Chronique du quinquennat

Droitisation

Il y a un fait : la déroute de la Droite Populaire qui a perdu sensiblement la moitié de ses députés. Ne demeurent que 19 élus sur 43.

Il y a l'interprétation qu'on en peut donner. Celle-ci va évidemment dépendre, pour beaucoup, des luttes intestines pour le leadership de l'UMP mais aussi (déjà) des ambitions présidentielles pour 2017.

D'un côté - et ils ont commencé à parler dès dimanche soir - ceux qui regrettent cette droitisation, estiment qu'on est allé trop loin et qu'il faut revenir aux fondamentaux. En pointe l'ancien Premier Ministre de Chirac, JP Raffarin, mais aussi François Baroin.

De l'autre, ceux qui estiment au contraire que la stratégie de droitisation n'est pour rien dans la défaite du 6 mai et que, bien au contraire, ce serait bien plutôt de n'être pas allé assez loin qui aura provoqué la chute. On y trouve évidemment les rescapés de la Droite Populaire dont Th Mariani.

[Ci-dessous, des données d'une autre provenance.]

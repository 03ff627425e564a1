//! Coefficient design for the six topologies
//!
//! Pure functions from (sample rate, frequency[, bandwidth]) to recursion
//! coefficients. Nothing is clamped: out-of-domain parameters are rejected
//! with `InvalidParameter` before any arithmetic.
//!
//! Butterworth coefficients follow the table in Lazzarini, "Audio Programming",
//! p. 484; the difference equation is
//! `y(n) = a0*x(n) + a1*x(n-1) + a2*x(n-2) - b1*y(n-1) - b2*y(n-2)`.

use super::FilterTopology;
use crate::error::{FilterError, Result};
use serde::{Deserialize, Serialize};
use std::f64::consts::PI;
use std::fmt;

/// Direct-form biquad coefficients (Butterworth topologies)
#[derive(Debug, Clone, Copy, PartialEq, Serialize, Deserialize)]
pub struct DirectFormCoefficients {
    pub a0: f64,
    pub a1: f64,
    pub a2: f64,
    pub b1: f64,
    pub b2: f64,
    /// Warped cutoff term λ the coefficients were derived from
    pub lambda: f64,
    /// Centre-frequency term φ = 2cos(2πf/sr) (band topologies only)
    pub phi: Option<f64>,
}

/// Derived scalars for the two resonator topologies
#[derive(Debug, Clone, Copy, PartialEq, Serialize, Deserialize)]
pub struct ResonatorCoefficients {
    /// Pole radius
    pub r: f64,
    pub r_squared: f64,
    /// Feedback gain on y[n-1]: 2r·cosθ
    pub two_r_cos_theta: f64,
    pub cos_theta: f64,
    /// Input gain
    pub scale: f64,
}

/// Coefficients produced for one topology
#[derive(Debug, Clone, Copy, PartialEq, Serialize, Deserialize)]
#[serde(tag = "form", rename_all = "snake_case")]
pub enum CoefficientSet {
    DirectForm(DirectFormCoefficients),
    Resonator(ResonatorCoefficients),
}

impl CoefficientSet {
    /// Design the coefficients for `topology`
    ///
    /// `bandwidth` is required by every topology except the Butterworth
    /// low-pass and high-pass, which ignore it.
    pub fn design(
        topology: FilterTopology,
        sample_rate: f64,
        frequency: f64,
        bandwidth: Option<f64>,
    ) -> Result<Self> {
        let bw = || {
            bandwidth.ok_or_else(|| {
                FilterError::invalid_parameter(
                    "bandwidth",
                    "none",
                    format!("a bandwidth for {}", topology.display_name()),
                )
            })
        };

        let set = match topology {
            FilterTopology::Resonator => {
                CoefficientSet::Resonator(resonator(sample_rate, frequency, bw()?)?)
            }
            FilterTopology::BandPassResonator => {
                CoefficientSet::Resonator(band_pass_resonator(sample_rate, frequency, bw()?)?)
            }
            FilterTopology::ButterworthLowPass => {
                CoefficientSet::DirectForm(butterworth_low_pass(sample_rate, frequency)?)
            }
            FilterTopology::ButterworthHighPass => {
                CoefficientSet::DirectForm(butterworth_high_pass(sample_rate, frequency)?)
            }
            FilterTopology::ButterworthBandPass => {
                CoefficientSet::DirectForm(butterworth_band_pass(sample_rate, frequency, bw()?)?)
            }
            FilterTopology::ButterworthBandReject => CoefficientSet::DirectForm(
                butterworth_band_reject(sample_rate, frequency, bw()?)?,
            ),
        };

        Ok(set)
    }
}

impl fmt::Display for CoefficientSet {
    fn fmt(&self, f: &mut fmt::Formatter<'_>) -> fmt::Result {
        match self {
            CoefficientSet::DirectForm(c) => {
                writeln!(f, " lambda = {:.6}", c.lambda)?;
                writeln!(f, " a0 = {:.6}", c.a0)?;
                writeln!(f, " a1 = {:.6}", c.a1)?;
                writeln!(f, " a2 = {:.6}", c.a2)?;
                writeln!(f, " b1 = {:.6}", c.b1)?;
                write!(f, " b2 = {:.6}", c.b2)?;
                if let Some(phi) = c.phi {
                    write!(f, "\n phi = {:.6}", phi)?;
                }
                Ok(())
            }
            CoefficientSet::Resonator(c) => {
                writeln!(f, " r = {:.6}", c.r)?;
                writeln!(f, " r^2 = {:.6}", c.r_squared)?;
                writeln!(f, " 2r*cos(theta) = {:.6}", c.two_r_cos_theta)?;
                write!(f, " scale = {:.6}", c.scale)
            }
        }
    }
}

// ============================================================================
// Parameter validation
// ============================================================================

fn validate_sample_rate(sample_rate: f64) -> Result<()> {
    if !sample_rate.is_finite() || sample_rate <= 0.0 {
        return Err(FilterError::invalid_parameter(
            "sample_rate",
            sample_rate,
            "a positive sample rate in Hz",
        ));
    }
    Ok(())
}

fn validate_frequency(sample_rate: f64, frequency: f64) -> Result<()> {
    validate_sample_rate(sample_rate)?;
    let nyquist = sample_rate / 2.0;
    if !frequency.is_finite() || frequency <= 0.0 || frequency >= nyquist {
        return Err(FilterError::invalid_parameter(
            "frequency",
            frequency,
            format!("0 < f < {} Hz", nyquist),
        ));
    }
    Ok(())
}

fn validate_bandwidth(bandwidth: f64) -> Result<()> {
    if !bandwidth.is_finite() || bandwidth <= 0.0 {
        return Err(FilterError::invalid_parameter(
            "bandwidth",
            bandwidth,
            "bw > 0 Hz",
        ));
    }
    Ok(())
}

// ============================================================================
// Resonators
// ============================================================================

/// Pole radius, squared radius and cosθ shared by both resonators
fn resonator_poles(sample_rate: f64, frequency: f64, bandwidth: f64) -> (f64, f64, f64, f64) {
    let r = 1.0 - PI * (bandwidth / sample_rate);
    let rr = 2.0 * r;
    let r_squared = r * r;
    let cos_theta = (rr / (1.0 + r_squared)) * (2.0 * PI * frequency / sample_rate).cos();
    (r, rr, r_squared, cos_theta)
}

/// Two-pole resonator, input scaled by `(1 - r²)·sin(θ)`
pub fn resonator(
    sample_rate: f64,
    frequency: f64,
    bandwidth: f64,
) -> Result<ResonatorCoefficients> {
    validate_frequency(sample_rate, frequency)?;
    validate_bandwidth(bandwidth)?;

    let (r, rr, r_squared, cos_theta) = resonator_poles(sample_rate, frequency, bandwidth);
    let scale = (1.0 - r_squared) * cos_theta.acos().sin();

    Ok(ResonatorCoefficients {
        r,
        r_squared,
        two_r_cos_theta: rr * cos_theta,
        cos_theta,
        scale,
    })
}

/// Resonator with an added zero, input scaled by `1 - r`
pub fn band_pass_resonator(
    sample_rate: f64,
    frequency: f64,
    bandwidth: f64,
) -> Result<ResonatorCoefficients> {
    validate_frequency(sample_rate, frequency)?;
    validate_bandwidth(bandwidth)?;

    let (r, rr, r_squared, cos_theta) = resonator_poles(sample_rate, frequency, bandwidth);

    Ok(ResonatorCoefficients {
        r,
        r_squared,
        two_r_cos_theta: rr * cos_theta,
        cos_theta,
        scale: 1.0 - r,
    })
}

// ============================================================================
// Butterworth
// ============================================================================

pub fn butterworth_low_pass(sample_rate: f64, frequency: f64) -> Result<DirectFormCoefficients> {
    validate_frequency(sample_rate, frequency)?;

    let l = 1.0 / (PI * frequency / sample_rate).tan();
    let a0 = 1.0 / (1.0 + 2.0 * l + l * l);

    Ok(DirectFormCoefficients {
        a0,
        a1: 2.0 * a0,
        a2: a0,
        b1: 2.0 * a0 * (1.0 - l * l),
        b2: a0 * (1.0 - 2.0 * l + l * l),
        lambda: l,
        phi: None,
    })
}

/// Butterworth high-pass. Known to misbehave with these coefficients.
pub fn butterworth_high_pass(sample_rate: f64, frequency: f64) -> Result<DirectFormCoefficients> {
    validate_frequency(sample_rate, frequency)?;

    let l = (PI * frequency / sample_rate).tan();
    let a0 = 1.0 / (1.0 + 2.0 * l + l * l);

    Ok(DirectFormCoefficients {
        a0,
        a1: 2.0 * a0,
        a2: a0,
        b1: 2.0 * a0 * (l * l - 1.0),
        b2: a0 * (1.0 - 2.0 * l + l * l),
        lambda: l,
        phi: None,
    })
}

pub fn butterworth_band_pass(
    sample_rate: f64,
    frequency: f64,
    bandwidth: f64,
) -> Result<DirectFormCoefficients> {
    validate_frequency(sample_rate, frequency)?;
    validate_bandwidth(bandwidth)?;

    let l = 1.0 / (PI * bandwidth / sample_rate).tan();
    let phi = 2.0 * (2.0 * PI * frequency / sample_rate).cos();
    let a0 = 1.0 / (1.0 + l);

    Ok(DirectFormCoefficients {
        a0,
        a1: 0.0,
        a2: -a0,
        b1: -l * phi * a0,
        b2: a0 * (l - 1.0),
        lambda: l,
        phi: Some(phi),
    })
}

/// Butterworth band-reject. Known to misbehave with these coefficients.
pub fn butterworth_band_reject(
    sample_rate: f64,
    frequency: f64,
    bandwidth: f64,
) -> Result<DirectFormCoefficients> {
    validate_frequency(sample_rate, frequency)?;
    validate_bandwidth(bandwidth)?;

    let l = (PI * bandwidth / sample_rate).tan();
    let phi = 2.0 * (2.0 * PI * frequency / sample_rate).cos();
    let a0 = 1.0 / (1.0 + l);

    Ok(DirectFormCoefficients {
        a0,
        a1: -phi * a0,
        a2: a0,
        b1: -phi * a0,
        b2: a0 * (l - 1.0),
        lambda: l,
        phi: Some(phi),
    })
}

On pourrait imaginer que derrière ce procès en sorcellerie qu'intenteraient les humanistes de l'UMP se cache la lutte pour la direction de l'UMP, avec d'un côté les droitistes emmenés par Copé, et de l'autre les humanistes emmenés par Fillon : ce serait trop simple. En vérité quand on regarde qui soutient qui on s'aperçoit assez rapidement qu'un Raffarin est dans le même camp que Mariani. Copé, manifestement tente de déplacer la question : il sait qu'elle est plus que dangereuse pour l'unité de l'UMP.

Argumentaires

Deux arguments méritent néanmoins d'être retenus :

- celui de Baroin qui rappelle que la création de l'UMP avait précisément été justifiée par un Le Pen au second tour en 2002. Conçue pour appuyer l'assise d'une droite en danger et renforcer la digne qui la séparait du FN. 1 L'argument n'est pas tout à fait faux même si c'est négliger ici le côté tambouille électorale très en-deçà de la gravité de la situation ; il le devient un peu plus quand on se rappelle que la démarche de Sarkozy dès 2007 aura été de baguenauder sur les thèmes et terres du FN pour mieux en récupérer les voix. L'opération avait été saluée comme une réussite tant le score du FN avait été faible mais un peu trop vite : on ne commerce décidément pas avec le diable sans finir par avoir les mains sales. L'ambivalence de certains thèmes de 2007 purent faire illusion ; en 2012 le doute n'était plus permis que l'invraisemblable campagne de l'entre deux tours dissipa définitivement. On voit bien ici la différence avec Raffarin : celui-ci peut en appeler aux centristes ; celui-là en vieux gaulliste issu du RPR ne le fait pas. Pas plus d'ailleurs que Bachelot qui tacle joliment Bayrou au passage. A tout le moins souligne-t-il l'erreur que représenta le fait de mener campagne sur ces thèmes-là plutôt que sur la crise ce qui contribua largement à masquer le vrai enjeu de ces élections.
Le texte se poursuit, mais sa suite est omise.